Carte de la République de Moldavie

Source : ministère de l'Europe et des affaires étrangères

À la suite de son indépendance en 1991, le pays a connu une croissance soutenue, de l'ordre de 4,5 % par an en moyenne entre 1995 et 2022. Sur la même période, la pauvreté a chuté de 65 %. En outre, le pays a su maitriser son endettement public, qui s'élevait à 159,4 % du PIB en 1998, en le réduisant à 35,1 % en 2023.

Par ailleurs, lors du Conseil européen du 23 juin 2022, la Moldavie s'est vu accorder le statut de pays candidat à l'Union européenne (UE). Les négociations d'adhésion ont été ouvertes par le Conseil européen des 14 et 15 décembre 2023.

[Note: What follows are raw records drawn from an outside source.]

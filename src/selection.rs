//! Fixed-size square selection over an image, and the drag gesture that moves it.
//!
//! Everything here works in image-pixel space. Pointer positions arrive in
//! display space and are translated through [`DisplayScale`] before they reach
//! the geometry.

use crate::display::DisplayScale;

#[derive(Clone, Copy, Debug, Default, PartialEq)]
pub struct Point {
    pub x: f32,
    pub y: f32,
}

impl Point {
    pub const fn new(x: f32, y: f32) -> Self {
        Self { x, y }
    }
}

/// Intrinsic pixel dimensions of the loaded image.
#[derive(Clone, Copy, Debug, PartialEq, Eq)]
pub struct ImageBounds {
    pub width: u32,
    pub height: u32,
}

impl ImageBounds {
    pub const fn new(width: u32, height: u32) -> Self {
        Self { width, height }
    }

    /// True when a square of `size` fits on both axes.
    pub fn fits(&self, size: SelectionSize) -> bool {
        size.side() <= self.width && size.side() <= self.height
    }
}

#[derive(Clone, Copy, Debug, Default, PartialEq, Eq, Hash)]
pub enum SelectionSize {
    S256,
    #[default]
    S512,
    S1024,
}

impl SelectionSize {
    pub const ALL: [SelectionSize; 3] = [Self::S256, Self::S512, Self::S1024];

    pub const fn side(self) -> u32 {
        match self {
            SelectionSize::S256 => 256,
            SelectionSize::S512 => 512,
            SelectionSize::S1024 => 1024,
        }
    }
}

impl std::fmt::Display for SelectionSize {
    fn fmt(&self, f: &mut std::fmt::Formatter<'_>) -> std::fmt::Result {
        let side = self.side();
        write!(f, "{side} × {side}")
    }
}

/// Top-left corner in image pixels plus the square's side.
#[derive(Clone, Copy, Debug, PartialEq)]
pub struct SelectionRect {
    pub x: f32,
    pub y: f32,
    pub size: SelectionSize,
}

impl SelectionRect {
    pub fn top_left(&self) -> Point {
        Point::new(self.x, self.y)
    }

    /// Inclusive on all four edges.
    pub fn contains(&self, p: Point) -> bool {
        let side = self.size.side() as f32;
        p.x >= self.x && p.x <= self.x + side && p.y >= self.y && p.y <= self.y + side
    }
}

#[derive(Clone, Copy, Debug, Default, PartialEq)]
pub struct DragState {
    pub active: bool,
    pub grab_offset: Point,
}

/// Where a press landed: on the canvas body, or on the selection overlay itself.
#[derive(Clone, Copy, Debug, PartialEq, Eq)]
pub enum DragOrigin {
    Canvas,
    Handle,
}

#[derive(Clone, Copy, Debug, PartialEq, Eq)]
pub enum PointerPhase {
    Down,
    Move,
    Up,
    Leave,
}

/// Mouse or first-touch input, in display coordinates.
#[derive(Clone, Copy, Debug, PartialEq)]
pub struct PointerEvent {
    pub phase: PointerPhase,
    pub position: Point,
    pub origin: DragOrigin,
}

#[derive(Clone, Copy, Debug, PartialEq, Eq)]
pub enum ControllerState {
    NoImage,
    Idle,
    Dragging,
}

// max(0, min(v, bound - size)); a selection larger than the bound pins to 0.
fn clamp_axis(value: f32, bound: u32, size: SelectionSize) -> f32 {
    value.min(bound as f32 - size.side() as f32).max(0.0)
}

fn centered(bound: u32, size: SelectionSize) -> f32 {
    ((i64::from(bound) - i64::from(size.side())) / 2).max(0) as f32
}

pub fn initialize(bounds: ImageBounds, size: SelectionSize) -> SelectionRect {
    SelectionRect {
        x: centered(bounds.width, size),
        y: centered(bounds.height, size),
        size,
    }
}

/// Keeps the top-left corner and only moves it as far as the new size requires.
pub fn change_size(
    new_size: SelectionSize,
    bounds: ImageBounds,
    current: SelectionRect,
) -> SelectionRect {
    SelectionRect {
        x: clamp_axis(current.x, bounds.width, new_size),
        y: clamp_axis(current.y, bounds.height, new_size),
        size: new_size,
    }
}

pub fn begin_drag(pointer: Point, current: SelectionRect, origin: DragOrigin) -> DragState {
    if origin == DragOrigin::Canvas && !current.contains(pointer) {
        return DragState::default();
    }
    DragState {
        active: true,
        grab_offset: Point::new(pointer.x - current.x, pointer.y - current.y),
    }
}

/// Returns `None` when no drag is in progress.
pub fn update_drag(
    pointer: Point,
    drag: DragState,
    bounds: ImageBounds,
    size: SelectionSize,
) -> Option<SelectionRect> {
    if !drag.active {
        return None;
    }
    Some(SelectionRect {
        x: clamp_axis(pointer.x - drag.grab_offset.x, bounds.width, size),
        y: clamp_axis(pointer.y - drag.grab_offset.y, bounds.height, size),
        size,
    })
}

pub fn end_drag() -> DragState {
    DragState::default()
}

/// Owns the selection for the currently loaded image.
#[derive(Debug, Default)]
pub struct SelectionController {
    bounds: Option<ImageBounds>,
    size: SelectionSize,
    rect: Option<SelectionRect>,
    drag: DragState,
}

impl SelectionController {
    pub fn new(size: SelectionSize) -> Self {
        Self {
            size,
            ..Default::default()
        }
    }

    pub fn state(&self) -> ControllerState {
        match (self.rect, self.drag.active) {
            (None, _) => ControllerState::NoImage,
            (Some(_), false) => ControllerState::Idle,
            (Some(_), true) => ControllerState::Dragging,
        }
    }

    pub fn rect(&self) -> Option<SelectionRect> {
        self.rect
    }

    pub fn size(&self) -> SelectionSize {
        self.size
    }

    pub fn bounds(&self) -> Option<ImageBounds> {
        self.bounds
    }

    pub fn drag(&self) -> DragState {
        self.drag
    }

    /// Replaces the bounds wholesale and re-centers, abandoning any drag.
    pub fn load_image(&mut self, bounds: ImageBounds) -> SelectionRect {
        let rect = initialize(bounds, self.size);
        self.bounds = Some(bounds);
        self.rect = Some(rect);
        self.drag = end_drag();
        if !bounds.fits(self.size) {
            log::info!(
                "selection {} is larger than the {}x{} image; it will be padded on export",
                self.size,
                bounds.width,
                bounds.height
            );
        }
        rect
    }

    /// The size is always remembered; the rectangle only changes once an image is loaded.
    pub fn change_size(&mut self, new_size: SelectionSize) -> Option<SelectionRect> {
        self.size = new_size;
        let (bounds, current) = (self.bounds?, self.rect?);
        let rect = change_size(new_size, bounds, current);
        self.rect = Some(rect);
        Some(rect)
    }

    pub fn begin_drag(&mut self, pointer: Point, origin: DragOrigin) -> bool {
        if let Some(current) = self.rect {
            self.drag = begin_drag(pointer, current, origin);
            if self.drag.active {
                log::debug!("drag started at ({:.1}, {:.1})", pointer.x, pointer.y);
            }
        }
        self.drag.active
    }

    pub fn update_drag(&mut self, pointer: Point) -> Option<SelectionRect> {
        let rect = update_drag(pointer, self.drag, self.bounds?, self.size)?;
        self.rect = Some(rect);
        Some(rect)
    }

    pub fn end_drag(&mut self) {
        if self.drag.active {
            log::debug!("drag ended");
        }
        self.drag = end_drag();
    }

    /// Single entry point for pointer input; dispatches on the current state.
    /// Returns the new rectangle when the geometry changed.
    pub fn handle_pointer(
        &mut self,
        event: PointerEvent,
        display: &DisplayScale,
    ) -> Option<SelectionRect> {
        let pointer = display.to_image(event.position);
        match (self.state(), event.phase) {
            (ControllerState::NoImage, _) => None,
            (ControllerState::Idle, PointerPhase::Down) => {
                self.begin_drag(pointer, event.origin);
                None
            }
            (ControllerState::Dragging, PointerPhase::Move) => self.update_drag(pointer),
            (_, PointerPhase::Up | PointerPhase::Leave) => {
                self.end_drag();
                None
            }
            _ => None,
        }
    }
}
#![cfg_attr(not(debug_assertions), windows_subsystem = "windows")] // hide console window on Windows in release

mod app;
mod config;
mod display;
mod export;
mod selection;
mod source;

use eframe::egui;

use crate::app::ImageSlicer;
use crate::config::AppConfig;

fn main() -> eframe::Result {
    env_logger::Builder::from_env(env_logger::Env::default().default_filter_or("info")).init();

    let config = AppConfig::default();
    log::debug!("fallback download directory: {}", config.download_dir.display());

    let options = eframe::NativeOptions {
        viewport: egui::ViewportBuilder::default()
            .with_inner_size(config.window_size)
            .with_drag_and_drop(true),
        ..Default::default()
    };
    eframe::run_native(
        "Image Slicer",
        options,
        Box::new(|cc| Ok(Box::new(ImageSlicer::new(cc, config)))),
    )
}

En dépit de ces évolutions, la Moldavie demeure l'un des pays les plus pauvres d'Europe. Elle se situait, en 2021, au 79e rang mondial en termes d'indice de développement humain (IDH) selon le Programme des Nations unies pour le développement (PNUD). Cette situation s'explique par la persistance de faiblesses structurelles et conjoncturelles de son économie.

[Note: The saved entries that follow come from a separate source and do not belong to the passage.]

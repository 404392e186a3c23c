use eframe::egui;
use image::DynamicImage;

use crate::config::AppConfig;
use crate::display::DisplayScale;
use crate::export::{self, DialogPrompt, SaveOutcome};
use crate::selection::{
    DragOrigin, Point, PointerEvent, PointerPhase, SelectionController, SelectionRect,
};
use crate::source::{self, LoadedImage};

const PADDING: f32 = 20.0;

impl From<egui::Pos2> for Point {
    fn from(pos: egui::Pos2) -> Self {
        Point::new(pos.x, pos.y)
    }
}

impl From<Point> for egui::Pos2 {
    fn from(p: Point) -> Self {
        egui::pos2(p.x, p.y)
    }
}

pub struct ImageSlicer {
    config: AppConfig,
    image: Option<DynamicImage>,
    texture: Option<egui::TextureHandle>,
    controller: SelectionController,
    display: DisplayScale,
    status: String,
}

/// Scaled-down size the image is drawn at, or `None` when there is no room to draw it.
fn fit_image(available_size: egui::Vec2, image_size: egui::Vec2) -> Option<egui::Vec2> {
    let max_size =
        (available_size - egui::vec2(PADDING * 2.0, PADDING * 2.0)).max(egui::Vec2::ZERO);

    // Fit inside the available space, never upscaling past 1:1
    let scale = (max_size.x / image_size.x)
        .min(max_size.y / image_size.y)
        .min(1.0);
    let display_size = image_size * scale;
    (display_size.x > 0.0 && display_size.y > 0.0).then_some(display_size)
}

/// GPU textures have a maximum side; larger images are previewed downscaled.
fn texture_image(image: &DynamicImage, max_texture_side: usize) -> egui::ColorImage {
    let max_side = u32::try_from(max_texture_side).unwrap_or(u32::MAX);
    let preview;
    let image = if image.width() > max_side || image.height() > max_side {
        log::info!(
            "{}x{} image exceeds the {max_side}px texture limit, previewing downscaled",
            image.width(),
            image.height()
        );
        preview = image.thumbnail(max_side, max_side);
        &preview
    } else {
        image
    };
    let size = [image.width() as _, image.height() as _];
    let image_buffer = image.to_rgba8();
    let pixels = image_buffer.as_flat_samples();
    egui::ColorImage::from_rgba_unmultiplied(size, pixels.as_slice())
}

impl ImageSlicer {
    pub fn new(_cc: &eframe::CreationContext<'_>, config: AppConfig) -> Self {
        Self::with_config(config)
    }

    fn with_config(config: AppConfig) -> Self {
        Self {
            controller: SelectionController::new(config.default_size),
            config,
            image: None,
            texture: None,
            display: DisplayScale::default(),
            status: String::from("Open or drop an image to start"),
        }
    }

    fn set_image(&mut self, ctx: &egui::Context, loaded: LoadedImage) {
        let LoadedImage { image, bounds } = loaded;
        let max_texture_side = ctx.input(|i| i.max_texture_side);
        let color_image = texture_image(&image, max_texture_side);
        self.texture = Some(ctx.load_texture("image", color_image, egui::TextureOptions::LINEAR));
        self.image = Some(image);

        let rect = self.controller.load_image(bounds);
        log::info!(
            "loaded {}x{} image, selection at ({}, {})",
            bounds.width,
            bounds.height,
            rect.x,
            rect.y
        );
        self.status = format!("{} × {} px", bounds.width, bounds.height);
    }

    fn open_dialog(&mut self, ctx: &egui::Context) {
        if let Some(path) = source::pick_file() {
            match source::open_path(&path) {
                Ok(loaded) => self.set_image(ctx, loaded),
                Err(e) => {
                    log::warn!("{e:#}");
                    self.status = String::from("Could not read that image");
                }
            }
        }
    }

    fn handle_dropped_files(&mut self, ctx: &egui::Context) {
        let dropped_files = ctx.input(|i| i.raw.dropped_files.clone());
        match source::load_dropped(&dropped_files) {
            Some(Ok(loaded)) => self.set_image(ctx, loaded),
            Some(Err(e)) => {
                log::warn!("{e:#}");
                self.status = String::from("Could not read that image");
            }
            None => {}
        }
    }

    fn save_selection(&mut self) {
        let (Some(image), Some(rect)) = (&self.image, self.controller.rect()) else {
            return;
        };
        match export::export(image, &rect, &DialogPrompt, &self.config.download_dir) {
            Ok(SaveOutcome::Saved(path)) => {
                log::info!("saved selection to {}", path.display());
                self.status = format!("Saved {}", path.display());
            }
            Ok(SaveOutcome::Downloaded(path)) => {
                log::info!("saved selection to fallback location {}", path.display());
                self.status = format!("Saved {}", path.display());
            }
            Ok(SaveOutcome::Cancelled) => {}
            Err(e) => {
                log::error!("Failed to save image: {e:#}");
                self.status = String::from("Saving failed");
            }
        }
    }

    fn toolbar(&mut self, ui: &mut egui::Ui, ctx: &egui::Context) {
        ui.horizontal(|ui| {
            if ui.button("Open Image").clicked() {
                self.open_dialog(ctx);
            }

            ui.label("Size:");
            let mut size = self.controller.size();
            egui::ComboBox::from_id_salt("selection_size")
                .selected_text(size.to_string())
                .show_ui(ui, |ui| {
                    for option in &self.config.sizes {
                        ui.selectable_value(&mut size, *option, option.to_string());
                    }
                });
            if size != self.controller.size() {
                log::debug!("selection size changed to {size}");
                self.controller.change_size(size);
            }

            let can_save = self.controller.rect().is_some();
            if ui
                .add_enabled(can_save, egui::Button::new("Save Selection"))
                .clicked()
            {
                self.save_selection();
            }

            ui.label(&self.status);
        });
    }

    fn dispatch(&mut self, phase: PointerPhase, pos: egui::Pos2, origin: DragOrigin) {
        let event = PointerEvent {
            phase,
            position: pos.into(),
            origin,
        };
        self.controller.handle_pointer(event, &self.display);
    }

    // Feeds egui's drag lifecycle for one interactive area into the controller.
    fn forward_input(&mut self, response: &egui::Response, origin: DragOrigin) {
        if response.drag_started() {
            // Hit-test where the button went down, not where the drag threshold was crossed.
            let press = response.ctx.input(|i| i.pointer.press_origin());
            if let Some(pos) = press.or(response.interact_pointer_pos()) {
                self.dispatch(PointerPhase::Down, pos, origin);
            }
        }
        if response.dragged() {
            if let Some(pos) = response.interact_pointer_pos() {
                self.dispatch(PointerPhase::Move, pos, origin);
            }
        }
        if response.drag_stopped() {
            let pos = response.interact_pointer_pos().unwrap_or_default();
            self.dispatch(PointerPhase::Up, pos, origin);
        }
    }

    fn screen_rect(&self, rect: &SelectionRect) -> egui::Rect {
        let (min, side) = self.display.rect_to_display(rect);
        egui::Rect::from_min_size(min.into(), egui::vec2(side, side))
    }

    fn canvas(&mut self, ui: &mut egui::Ui, ctx: &egui::Context) {
        let hovering_files = ctx.input(|i| !i.raw.hovered_files.is_empty());

        let Some(texture) = self.texture.clone() else {
            let response = ui.allocate_rect(ui.available_rect_before_wrap(), egui::Sense::click());
            let painter = ui.painter_at(response.rect);
            let stroke_color = if hovering_files {
                ui.visuals().selection.stroke.color
            } else {
                ui.visuals().widgets.noninteractive.bg_stroke.color
            };
            painter.rect_stroke(
                response.rect.shrink(PADDING),
                8.0,
                egui::Stroke::new(2.0, stroke_color),
            );
            painter.text(
                response.rect.center(),
                egui::Align2::CENTER_CENTER,
                "Drop an image here or click to open one",
                egui::FontId::proportional(18.0),
                ui.visuals().text_color(),
            );
            if response.clicked() {
                self.open_dialog(ctx);
            }
            return;
        };

        let Some(bounds) = self.controller.bounds() else {
            return;
        };
        // Layout follows the intrinsic size; the texture may be a downscaled preview.
        let image_size = egui::vec2(bounds.width as f32, bounds.height as f32);
        let available_size = ui.available_size();
        let Some(display_size) = fit_image(available_size, image_size) else {
            return;
        };

        let x_offset = (available_size.x - display_size.x) / 2.0;
        let y_offset = (available_size.y - display_size.y) / 2.0;
        let start_pos = ui.cursor().min + egui::vec2(x_offset.max(0.0), y_offset.max(0.0));
        let image_rect = egui::Rect::from_min_size(start_pos, display_size);

        self.display = DisplayScale::new(
            image_rect.min.into(),
            display_size.x,
            bounds.width,
        );

        let canvas = ui.allocate_rect(image_rect, egui::Sense::drag());
        let painter = ui.painter_at(ui.clip_rect());

        painter.image(
            texture.id(),
            image_rect,
            egui::Rect::from_min_max(egui::pos2(0.0, 0.0), egui::pos2(1.0, 1.0)),
            egui::Color32::WHITE,
        );

        let Some(rect) = self.controller.rect() else {
            return;
        };

        // The overlay is its own drag target; presses on it always grab the selection.
        let handle = ui.interact(
            self.screen_rect(&rect).intersect(image_rect),
            ui.id().with("selection_handle"),
            egui::Sense::drag(),
        );
        self.forward_input(&handle, DragOrigin::Handle);
        self.forward_input(&canvas, DragOrigin::Canvas);

        // egui keeps the pointer captured while dragging off the canvas, so unlike a
        // browser canvas, leaving the image does not release the drag; only leaving
        // the window does.
        if self.controller.drag().active && ctx.input(|i| i.pointer.hover_pos().is_none()) {
            let pos = ctx.input(|i| i.pointer.latest_pos()).unwrap_or_default();
            self.dispatch(PointerPhase::Leave, pos, DragOrigin::Canvas);
        }

        if self.controller.drag().active {
            ctx.set_cursor_icon(egui::CursorIcon::Grabbing);
        } else if handle.hovered() {
            ctx.set_cursor_icon(egui::CursorIcon::Grab);
        }

        let Some(rect) = self.controller.rect() else {
            return;
        };
        let screen_crop_rect = self.screen_rect(&rect);
        self.paint_overlay(&painter, image_rect, screen_crop_rect);

        painter.text(
            screen_crop_rect.left_top() + egui::vec2(6.0, 6.0),
            egui::Align2::LEFT_TOP,
            format!("{} @ {:.0}, {:.0}", rect.size, rect.x, rect.y),
            egui::FontId::monospace(12.0),
            egui::Color32::WHITE,
        );

        if hovering_files {
            painter.rect_stroke(
                image_rect,
                0.0,
                egui::Stroke::new(3.0, ui.visuals().selection.stroke.color),
            );
        }
    }

    fn paint_overlay(&self, painter: &egui::Painter, image_rect: egui::Rect, crop: egui::Rect) {
        let overlay_color = egui::Color32::from_black_alpha(150);
        let crop = crop.intersect(image_rect);

        // Top
        painter.rect_filled(
            egui::Rect::from_min_max(image_rect.min, egui::pos2(image_rect.max.x, crop.min.y)),
            0.0,
            overlay_color,
        );
        // Bottom
        painter.rect_filled(
            egui::Rect::from_min_max(egui::pos2(image_rect.min.x, crop.max.y), image_rect.max),
            0.0,
            overlay_color,
        );
        // Left
        painter.rect_filled(
            egui::Rect::from_min_max(
                egui::pos2(image_rect.min.x, crop.min.y),
                egui::pos2(crop.min.x, crop.max.y),
            ),
            0.0,
            overlay_color,
        );
        // Right
        painter.rect_filled(
            egui::Rect::from_min_max(
                egui::pos2(crop.max.x, crop.min.y),
                egui::pos2(image_rect.max.x, crop.max.y),
            ),
            0.0,
            overlay_color,
        );

        painter.rect_stroke(crop, 0.0, egui::Stroke::new(1.0, egui::Color32::WHITE));
    }
}

impl eframe::App for ImageSlicer {
    fn update(&mut self, ctx: &egui::Context, _frame: &mut eframe::Frame) {
        if !ctx.input(|i| i.raw.dropped_files.is_empty()) {
            self.handle_dropped_files(ctx);
        }

        egui::TopBottomPanel::top("toolbar").show(ctx, |ui| {
            ui.add_space(4.0);
            self.toolbar(ui, ctx);
            ui.add_space(4.0);
        });

        egui::CentralPanel::default().show(ctx, |ui| {
            self.canvas(ui, ctx);
        });
    }
}

#[cfg(test)]
mod tests {
    use super::*;
    use crate::selection::ImageBounds;

    fn load(max_texture_side: usize, width: u32, height: u32) -> (egui::Context, ImageSlicer) {
        let ctx = egui::Context::default();
        ctx.begin_pass(egui::RawInput {
            max_texture_side: Some(max_texture_side),
            ..Default::default()
        });
        let mut app = ImageSlicer::with_config(AppConfig::default());
        let loaded = LoadedImage {
            image: DynamicImage::new_rgba8(width, height),
            bounds: ImageBounds::new(width, height),
        };
        app.set_image(&ctx, loaded);
        (ctx, app)
    }

    #[test]
    fn oversized_image_gets_downscaled_texture() {
        let (ctx, app) = load(2048, 3000, 600);
        let [w, h] = app.texture.as_ref().unwrap().size();
        assert!(w <= 2048 && h <= 2048, "{w}x{h}");

        // Geometry and export still use the full-resolution image.
        let rect = app.controller.rect().unwrap();
        assert_eq!((rect.x, rect.y), (1244.0, 44.0));
        assert_eq!(app.image.as_ref().unwrap().width(), 3000);
        let _ = ctx.end_pass();
    }

    #[test]
    fn image_within_limit_uploads_full_size() {
        let (ctx, app) = load(2048, 1000, 800);
        assert_eq!(app.texture.as_ref().unwrap().size(), [1000, 800]);
        let _ = ctx.end_pass();
    }

    #[test]
    fn fit_scales_down_but_never_up() {
        let size = fit_image(egui::vec2(540.0, 1000.0), egui::vec2(1000.0, 800.0)).unwrap();
        assert_eq!(size, egui::vec2(500.0, 400.0));

        let size = fit_image(egui::vec2(4000.0, 4000.0), egui::vec2(1000.0, 800.0)).unwrap();
        assert_eq!(size, egui::vec2(1000.0, 800.0));
    }

    #[test]
    fn no_room_means_nothing_to_draw() {
        assert_eq!(fit_image(egui::vec2(30.0, 500.0), egui::vec2(1000.0, 800.0)), None);
        assert_eq!(fit_image(egui::Vec2::ZERO, egui::vec2(1000.0, 800.0)), None);
    }
}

S'agissant, en premier lieu, des faiblesses structurelles, elles sont héritées de la période soviétique et découlent de la situation géographique du pays.

Ainsi, l'économie est, tout d'abord, encore largement étatisée. La Banque mondiale estime que 19 secteurs productifs sont dominés par une entreprise publique contre 13,17 pour la moyenne OCDE1(*). Or, les entreprises publiques moldaves sont caractérisées par une productivité inférieure de 80 % aux entreprises étrangères présentes en Moldavie. De plus, l'environnement des affaires est perçu comme peu incitatif par les organisations internationales du fait d'une forte instabilité politique et d'une corruption encore importante. Les problématiques de fraude ont culminé avec la crise bancaire de 2014-2015 lorsque des banques moldaves ont accordés un milliard d'euros de crédits frauduleux, soit l'équivalent de 15 % du PIB de l'époque, à des acteurs non identifiés localisés en Russie. En outre, la population moldave est en constante diminution depuis l'indépendance en 1991, phénomène accentué par la crise bancaire de 2014. Cette évolution s'explique par une très forte émigration du travail.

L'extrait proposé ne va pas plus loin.